(Saved data entries)
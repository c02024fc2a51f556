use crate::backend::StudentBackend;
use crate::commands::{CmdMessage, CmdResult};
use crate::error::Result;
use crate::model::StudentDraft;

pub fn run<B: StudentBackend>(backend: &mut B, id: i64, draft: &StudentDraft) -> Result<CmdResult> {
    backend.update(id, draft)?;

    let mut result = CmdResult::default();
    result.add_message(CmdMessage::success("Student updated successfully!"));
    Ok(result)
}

--

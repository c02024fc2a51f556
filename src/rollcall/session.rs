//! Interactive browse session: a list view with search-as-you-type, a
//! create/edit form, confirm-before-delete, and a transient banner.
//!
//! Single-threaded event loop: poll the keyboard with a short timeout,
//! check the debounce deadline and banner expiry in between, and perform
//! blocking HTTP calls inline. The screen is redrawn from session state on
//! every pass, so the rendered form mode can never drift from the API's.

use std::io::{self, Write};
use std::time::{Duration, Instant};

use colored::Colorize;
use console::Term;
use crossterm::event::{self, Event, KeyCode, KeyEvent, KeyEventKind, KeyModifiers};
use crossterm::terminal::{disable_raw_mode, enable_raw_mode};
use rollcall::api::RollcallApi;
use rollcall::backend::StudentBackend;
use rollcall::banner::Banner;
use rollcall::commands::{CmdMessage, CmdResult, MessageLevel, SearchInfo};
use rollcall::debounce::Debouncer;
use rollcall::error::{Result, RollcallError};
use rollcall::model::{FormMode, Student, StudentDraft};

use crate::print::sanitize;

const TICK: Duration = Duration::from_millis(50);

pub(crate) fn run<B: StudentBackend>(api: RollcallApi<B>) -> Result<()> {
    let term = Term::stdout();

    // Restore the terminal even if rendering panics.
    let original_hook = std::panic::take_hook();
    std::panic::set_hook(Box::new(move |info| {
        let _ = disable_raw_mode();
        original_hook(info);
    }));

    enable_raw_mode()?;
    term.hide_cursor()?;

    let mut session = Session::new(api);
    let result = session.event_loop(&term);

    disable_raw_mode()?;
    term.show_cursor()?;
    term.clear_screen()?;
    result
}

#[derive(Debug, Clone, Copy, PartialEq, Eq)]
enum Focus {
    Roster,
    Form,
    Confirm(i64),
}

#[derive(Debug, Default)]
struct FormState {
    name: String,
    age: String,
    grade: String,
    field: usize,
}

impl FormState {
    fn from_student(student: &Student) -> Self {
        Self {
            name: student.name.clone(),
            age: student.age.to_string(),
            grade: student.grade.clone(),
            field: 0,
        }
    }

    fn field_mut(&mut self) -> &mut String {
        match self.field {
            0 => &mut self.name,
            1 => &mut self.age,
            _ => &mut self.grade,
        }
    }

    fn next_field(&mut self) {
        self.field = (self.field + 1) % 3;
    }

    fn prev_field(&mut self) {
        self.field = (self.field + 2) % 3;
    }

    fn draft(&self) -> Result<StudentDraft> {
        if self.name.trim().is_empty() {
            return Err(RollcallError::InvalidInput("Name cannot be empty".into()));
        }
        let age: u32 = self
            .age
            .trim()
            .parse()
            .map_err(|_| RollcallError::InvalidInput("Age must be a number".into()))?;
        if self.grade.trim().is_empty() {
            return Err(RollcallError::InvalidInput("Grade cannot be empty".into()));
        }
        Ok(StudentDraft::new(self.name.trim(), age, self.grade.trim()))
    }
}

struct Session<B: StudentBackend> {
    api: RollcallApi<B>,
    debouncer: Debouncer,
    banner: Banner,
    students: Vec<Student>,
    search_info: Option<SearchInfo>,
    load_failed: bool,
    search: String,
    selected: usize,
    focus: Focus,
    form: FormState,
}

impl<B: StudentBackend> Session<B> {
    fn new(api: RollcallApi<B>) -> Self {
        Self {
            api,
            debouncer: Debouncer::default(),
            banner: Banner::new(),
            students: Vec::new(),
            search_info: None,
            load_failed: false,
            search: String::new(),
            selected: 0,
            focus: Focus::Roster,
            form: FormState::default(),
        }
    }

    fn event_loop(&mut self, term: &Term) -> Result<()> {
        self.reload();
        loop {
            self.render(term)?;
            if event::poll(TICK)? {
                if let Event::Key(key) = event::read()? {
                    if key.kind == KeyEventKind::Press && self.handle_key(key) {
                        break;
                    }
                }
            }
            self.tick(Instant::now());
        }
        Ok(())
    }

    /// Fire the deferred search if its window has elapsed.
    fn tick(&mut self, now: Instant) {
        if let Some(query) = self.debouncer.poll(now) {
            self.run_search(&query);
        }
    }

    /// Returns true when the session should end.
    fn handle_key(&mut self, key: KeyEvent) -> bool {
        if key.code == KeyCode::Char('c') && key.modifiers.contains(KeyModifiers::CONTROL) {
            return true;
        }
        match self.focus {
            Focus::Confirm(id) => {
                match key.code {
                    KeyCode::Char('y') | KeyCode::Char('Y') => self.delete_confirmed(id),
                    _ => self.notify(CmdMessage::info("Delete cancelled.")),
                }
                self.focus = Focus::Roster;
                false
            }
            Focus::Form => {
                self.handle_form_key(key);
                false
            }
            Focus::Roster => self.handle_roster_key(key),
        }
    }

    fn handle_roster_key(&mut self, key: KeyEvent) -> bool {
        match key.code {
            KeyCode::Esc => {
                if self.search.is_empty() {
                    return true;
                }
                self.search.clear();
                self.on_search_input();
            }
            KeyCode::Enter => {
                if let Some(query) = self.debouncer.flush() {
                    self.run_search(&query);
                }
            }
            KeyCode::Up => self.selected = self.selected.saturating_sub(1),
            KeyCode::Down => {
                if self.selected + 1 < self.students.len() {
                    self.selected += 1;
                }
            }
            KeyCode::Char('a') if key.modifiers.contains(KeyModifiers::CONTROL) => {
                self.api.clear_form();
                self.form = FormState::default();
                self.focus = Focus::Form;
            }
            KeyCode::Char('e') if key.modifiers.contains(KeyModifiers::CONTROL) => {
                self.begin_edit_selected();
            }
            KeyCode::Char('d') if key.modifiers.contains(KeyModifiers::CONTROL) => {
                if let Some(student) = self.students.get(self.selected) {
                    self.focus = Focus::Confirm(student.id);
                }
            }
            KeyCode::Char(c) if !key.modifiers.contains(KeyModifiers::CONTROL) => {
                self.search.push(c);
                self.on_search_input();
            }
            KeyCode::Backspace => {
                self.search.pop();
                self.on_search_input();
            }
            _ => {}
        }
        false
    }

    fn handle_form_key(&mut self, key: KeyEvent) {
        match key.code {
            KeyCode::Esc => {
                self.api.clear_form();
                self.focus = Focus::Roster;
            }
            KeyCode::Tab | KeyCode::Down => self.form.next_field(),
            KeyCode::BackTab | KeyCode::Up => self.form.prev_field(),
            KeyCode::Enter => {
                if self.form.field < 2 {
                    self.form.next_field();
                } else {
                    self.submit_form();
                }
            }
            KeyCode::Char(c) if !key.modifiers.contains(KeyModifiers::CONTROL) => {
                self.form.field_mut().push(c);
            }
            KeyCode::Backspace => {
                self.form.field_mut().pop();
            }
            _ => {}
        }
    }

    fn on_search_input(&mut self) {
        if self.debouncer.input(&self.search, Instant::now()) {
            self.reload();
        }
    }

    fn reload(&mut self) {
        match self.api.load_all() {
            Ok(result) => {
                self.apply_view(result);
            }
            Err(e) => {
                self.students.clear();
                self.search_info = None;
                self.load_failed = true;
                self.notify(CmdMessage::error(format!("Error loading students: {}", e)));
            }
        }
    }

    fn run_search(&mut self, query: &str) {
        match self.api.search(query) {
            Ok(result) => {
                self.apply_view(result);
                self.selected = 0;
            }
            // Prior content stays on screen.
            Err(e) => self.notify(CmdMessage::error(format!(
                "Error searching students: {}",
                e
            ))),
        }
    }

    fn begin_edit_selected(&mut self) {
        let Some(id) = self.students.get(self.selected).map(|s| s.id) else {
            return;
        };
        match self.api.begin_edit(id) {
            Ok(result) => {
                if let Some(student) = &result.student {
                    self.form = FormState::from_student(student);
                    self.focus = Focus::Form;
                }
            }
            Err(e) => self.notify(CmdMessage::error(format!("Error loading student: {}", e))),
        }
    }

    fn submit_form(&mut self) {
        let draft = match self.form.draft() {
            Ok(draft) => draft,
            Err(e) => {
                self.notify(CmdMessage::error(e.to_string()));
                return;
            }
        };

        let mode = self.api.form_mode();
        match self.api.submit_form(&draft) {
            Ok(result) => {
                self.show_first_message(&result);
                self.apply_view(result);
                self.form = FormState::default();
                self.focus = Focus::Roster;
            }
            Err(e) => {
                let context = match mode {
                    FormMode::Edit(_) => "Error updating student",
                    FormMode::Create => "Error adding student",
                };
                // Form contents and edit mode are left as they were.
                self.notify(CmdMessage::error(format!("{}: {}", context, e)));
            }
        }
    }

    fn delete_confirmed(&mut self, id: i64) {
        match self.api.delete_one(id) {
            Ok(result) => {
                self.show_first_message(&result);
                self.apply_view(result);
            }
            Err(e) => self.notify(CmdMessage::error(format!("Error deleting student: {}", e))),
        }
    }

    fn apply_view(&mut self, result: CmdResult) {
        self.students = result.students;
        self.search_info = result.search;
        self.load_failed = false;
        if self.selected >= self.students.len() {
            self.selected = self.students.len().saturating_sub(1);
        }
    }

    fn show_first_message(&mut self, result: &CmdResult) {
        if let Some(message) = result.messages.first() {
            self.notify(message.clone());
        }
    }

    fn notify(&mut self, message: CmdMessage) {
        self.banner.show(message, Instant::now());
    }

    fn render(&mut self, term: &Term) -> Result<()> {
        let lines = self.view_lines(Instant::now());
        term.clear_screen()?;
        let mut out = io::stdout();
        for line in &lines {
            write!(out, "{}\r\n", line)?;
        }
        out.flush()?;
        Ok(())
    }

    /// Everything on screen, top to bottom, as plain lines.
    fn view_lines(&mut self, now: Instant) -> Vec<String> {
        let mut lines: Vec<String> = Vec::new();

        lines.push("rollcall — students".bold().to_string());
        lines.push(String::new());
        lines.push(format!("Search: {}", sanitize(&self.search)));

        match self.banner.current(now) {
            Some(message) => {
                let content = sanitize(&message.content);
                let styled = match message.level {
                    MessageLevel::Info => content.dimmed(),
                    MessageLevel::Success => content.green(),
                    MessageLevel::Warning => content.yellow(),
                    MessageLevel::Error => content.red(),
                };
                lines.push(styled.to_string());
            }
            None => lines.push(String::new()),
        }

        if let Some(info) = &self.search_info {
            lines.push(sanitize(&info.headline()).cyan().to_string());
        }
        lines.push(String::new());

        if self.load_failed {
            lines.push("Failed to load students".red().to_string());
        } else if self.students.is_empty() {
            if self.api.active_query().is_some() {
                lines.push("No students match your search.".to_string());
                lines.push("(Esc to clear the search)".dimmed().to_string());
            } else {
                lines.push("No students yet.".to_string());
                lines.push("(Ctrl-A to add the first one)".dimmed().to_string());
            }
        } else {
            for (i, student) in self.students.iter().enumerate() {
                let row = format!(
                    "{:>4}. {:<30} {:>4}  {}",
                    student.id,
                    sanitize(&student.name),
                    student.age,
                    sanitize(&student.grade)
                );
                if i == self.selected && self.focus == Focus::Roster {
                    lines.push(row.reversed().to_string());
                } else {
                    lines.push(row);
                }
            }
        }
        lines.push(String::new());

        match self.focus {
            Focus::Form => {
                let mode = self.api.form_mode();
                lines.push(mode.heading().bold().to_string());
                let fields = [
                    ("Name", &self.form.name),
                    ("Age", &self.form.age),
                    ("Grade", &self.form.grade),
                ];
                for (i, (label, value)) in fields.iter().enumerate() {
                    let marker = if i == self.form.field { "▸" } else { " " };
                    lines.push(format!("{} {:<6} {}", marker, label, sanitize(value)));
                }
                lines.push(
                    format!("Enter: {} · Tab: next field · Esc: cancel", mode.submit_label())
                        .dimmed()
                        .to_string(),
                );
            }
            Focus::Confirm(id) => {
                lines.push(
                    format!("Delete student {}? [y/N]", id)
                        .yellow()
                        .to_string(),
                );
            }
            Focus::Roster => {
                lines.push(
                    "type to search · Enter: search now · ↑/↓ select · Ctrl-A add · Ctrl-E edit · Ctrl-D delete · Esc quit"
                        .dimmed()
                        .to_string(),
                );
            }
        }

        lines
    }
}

◆ **YOUR ASSIGNMENT**: Looking at the data above, return every line from the one with "let age: u32 = self" down to the one with "session should end.", exactly and inclusively.

◆ **SOLUTION TO THE EXERCISE**:
        let age: u32 = self
            .age
            .trim()
            .parse()
            .map_err(|_| RollcallError::InvalidInput("Age must be a number".into()))?;
        if self.grade.trim().is_empty() {
            return Err(RollcallError::InvalidInput("Grade cannot be empty".into()));
        }
        Ok(StudentDraft::new(self.name.trim(), age, self.grade.trim()))
    }
}

struct Session<B: StudentBackend> {
    api: RollcallApi<B>,
    debouncer: Debouncer,
    banner: Banner,
    students: Vec<Student>,
    search_info: Option<SearchInfo>,
    load_failed: bool,
    search: String,
    selected: usize,
    focus: Focus,
    form: FormState,
}

impl<B: StudentBackend> Session<B> {
    fn new(api: RollcallApi<B>) -> Self {
        Self {
            api,
            debouncer: Debouncer::default(),
            banner: Banner::new(),
            students: Vec::new(),
            search_info: None,
            load_failed: false,
            search: String::new(),
            selected: 0,
            focus: Focus::Roster,
            form: FormState::default(),
        }
    }

    fn event_loop(&mut self, term: &Term) -> Result<()> {
        self.reload();
        loop {
            self.render(term)?;
            if event::poll(TICK)? {
                if let Event::Key(key) = event::read()? {
                    if key.kind == KeyEventKind::Press && self.handle_key(key) {
                        break;
                    }
                }
            }
            self.tick(Instant::now());
        }
        Ok(())
    }

    /// Fire the deferred search if its window has elapsed.
    fn tick(&mut self, now: Instant) {
        if let Some(query) = self.debouncer.poll(now) {
            self.run_search(&query);
        }
    }

    /// Returns true when the session should end.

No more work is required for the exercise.